For the staff, the things I mentioned don’t change. But now the person whom you find difficult is someone with whom you may be living a very long time. And even if she is transferred to a mission house (or you are), she is your sister (if you both persevere) for the rest of your lives.

At Madonna House dormitories are one of the crucibles which God uses to purify us and to form us into a community of love. He forms it through a daily dying to self in such things as windows open either wider or narrower than you find comfortable, hair in the sink, and an irritating conversation nearby when you are in a bad mood.

He forms it through our joking and laughter, through our discussions and our sharing of the little events of the day, and he forms it through our parties and gatherings.

He forms it through our listening to one another and supporting one another and putting up with one another and praying for one another as each of us goes through our various spiritual and psychological struggles.

And he forms it through our problems, conflicts, misunderstandings and personality clashes, and through our efforts to work them out. And especially when, as sometimes happens, we cannot work them out, he forms it through our struggles to love unconditionally.

The People I Live With

The dormitory is a crucible, and it is also a test. Do I love the people I live with? Not do I like them? Sometimes I like them and sometimes I don’t. That’s not really important. What is important is that I treat them with love.

And as any member of a community or family knows only too well, it is far harder to love the person you live closely with than it is to love the person who comes to the door.

Closing Our Doors

Catherine Doherty used to tell us that if we cannot love one another, we might as well close our doors, for unless we do, our love for the person who comes to the door means nothing.

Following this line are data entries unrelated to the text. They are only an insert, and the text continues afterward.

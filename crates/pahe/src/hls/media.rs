// HLS Media Playlist Parser: turns a variant's media playlist into ordered segments.

use crate::hls::HlsDownloaderError;
use crate::hls::config::HlsConfig;
use crate::hls::request::get_text;
use crate::hls::segment::{KeyContext, Segment};
use m3u8_rs::{ExtTag, Key, KeyMethod, MediaPlaylist, parse_playlist_res};
use reqwest::Client;
use std::sync::Arc;
use tracing::debug;
use url::Url;

/// Parses an `IV` attribute (`0x` + 32 hex digits).
pub fn parse_iv(iv_hex_str: &str) -> Result<[u8; 16], HlsDownloaderError> {
    let iv_str = iv_hex_str
        .trim()
        .trim_start_matches("0x")
        .trim_start_matches("0X");
    let mut iv_bytes = [0u8; 16];
    hex::decode_to_slice(iv_str, &mut iv_bytes).map_err(|e| {
        HlsDownloaderError::ParseError(format!("Failed to parse IV '{iv_hex_str}': {e}"))
    })?;
    Ok(iv_bytes)
}

// Applies one EXT-X-KEY directive to the running key context.
fn apply_key_directive(
    key: &Key,
    playlist_url: &Url,
) -> Result<Option<KeyContext>, HlsDownloaderError> {
    match &key.method {
        KeyMethod::None => Ok(None),
        KeyMethod::AES128 => {
            let uri = key.uri.as_deref().ok_or_else(|| {
                HlsDownloaderError::ParseError(format!(
                    "AES-128 key directive without URI in {playlist_url}"
                ))
            })?;
            let uri = playlist_url.join(uri).map_err(|e| {
                HlsDownloaderError::ParseError(format!(
                    "Could not join playlist URL with key URI {uri}: {e}"
                ))
            })?;
            let iv = key.iv.as_deref().map(parse_iv).transpose()?;
            Ok(Some(KeyContext { uri, iv }))
        }
        other => Err(HlsDownloaderError::ParseError(format!(
            "Unsupported encryption method {other:?} in {playlist_url}"
        ))),
    }
}

// m3u8-rs rejects `METHOD=NONE` without an IV and keeps the line as an
// unknown `X-KEY` tag on the following segment.
fn unparsed_key_directive(
    tags: &[ExtTag],
    playlist_url: &Url,
) -> Result<bool, HlsDownloaderError> {
    let Some(tag) = tags.iter().rev().find(|t| t.tag == "X-KEY") else {
        return Ok(false);
    };
    let attributes = tag.rest.as_deref().unwrap_or_default();
    let method = attributes.split(',').find_map(|attribute| {
        let (name, value) = attribute.split_once('=')?;
        name.trim()
            .eq_ignore_ascii_case("METHOD")
            .then_some(value.trim().trim_matches('"'))
    });
    match method {
        Some(method) if method.eq_ignore_ascii_case("NONE") => Ok(true),
        _ => Err(HlsDownloaderError::ParseError(format!(
            "Malformed key directive '{attributes}' in {playlist_url}"
        ))),
    }
}

/// Folds the segments of a parsed media playlist, carrying the active key
/// context forward until a new key directive replaces or clears it.
pub fn collect_segments(
    playlist: &MediaPlaylist,
    playlist_url: &Url,
) -> Result<Vec<Segment>, HlsDownloaderError> {
    let (segments, _) = playlist.segments.iter().enumerate().try_fold(
        (Vec::with_capacity(playlist.segments.len()), None::<KeyContext>),
        |(mut segments, current_key), (index, media_segment)| {
            let key = match &media_segment.key {
                Some(directive) => apply_key_directive(directive, playlist_url)?,
                None if unparsed_key_directive(&media_segment.unknown_tags, playlist_url)? => None,
                None => current_key,
            };
            let uri = playlist_url.join(&media_segment.uri).map_err(|e| {
                HlsDownloaderError::ParseError(format!(
                    "Could not join playlist URL with segment URI {}: {e}",
                    media_segment.uri
                ))
            })?;
            segments.push(Segment {
                index,
                uri,
                key: key.clone(),
                media_sequence: playlist.media_sequence + index as u64,
                duration: media_segment.duration,
            });
            Ok::<_, HlsDownloaderError>((segments, key))
        },
    )?;
    Ok(segments)
}

/// Parses raw media playlist bytes into segments.
pub fn parse_media_playlist(
    content: &[u8],
    playlist_url: &Url,
) -> Result<Vec<Segment>, HlsDownloaderError> {
    let playlist = match parse_playlist_res(content) {
        Ok(m3u8_rs::Playlist::MediaPlaylist(pl)) => pl,
        Ok(m3u8_rs::Playlist::MasterPlaylist(_)) => {
            return Err(HlsDownloaderError::ParseError(format!(
                "Expected Media Playlist, got Master for {playlist_url}"
            )));
        }
        Err(e) => {
            return Err(HlsDownloaderError::ParseError(format!(
                "Failed to parse media playlist {playlist_url}: {e}"
            )));
        }
    };

    let segments = collect_segments(&playlist, playlist_url)?;
    if segments.is_empty() {
        return Err(HlsDownloaderError::EmptyPlaylist {
            url: playlist_url.to_string(),
        });
    }
    Ok(segments)
}

pub struct MediaPlaylistParser {
    http_client: Client,
    config: Arc<HlsConfig>,
}

impl MediaPlaylistParser {
    pub fn new(http_client: Client, config: Arc<HlsConfig>) -> Self {
        Self {
            http_client,
            config,
        }
    }

    /// Fetches the media playlist at `url` and returns its segments in order.
    pub async fn load_segments(&self, url: &Url) -> Result<Vec<Segment>, HlsDownloaderError> {
        let content = get_text(
            &self.http_client,
            url,
            self.config.playlist_config.playlist_fetch_timeout,
        )
        .await?;
        let segments = parse_media_playlist(content.as_bytes(), url)?;
        let encrypted = segments.iter().filter(|s| s.key.is_some()).count();
        debug!(
            url = %url,
            segments = segments.len(),
            encrypted,
            "Parsed media playlist"
        );
        Ok(segments)
    }
}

I think I can understand why my friend was so surprised that we at Madonna House sleep in dormitories. In an individualistic culture like ours, it certainly is most unusual. But we live in them because of something else that is also unusual about us. We of Madonna House see forming a community of love as our number one priority.

(*Though both men and women live in dormitories, I am using the feminine pronoun in this article because I am writing from my experience of women’s dorms.)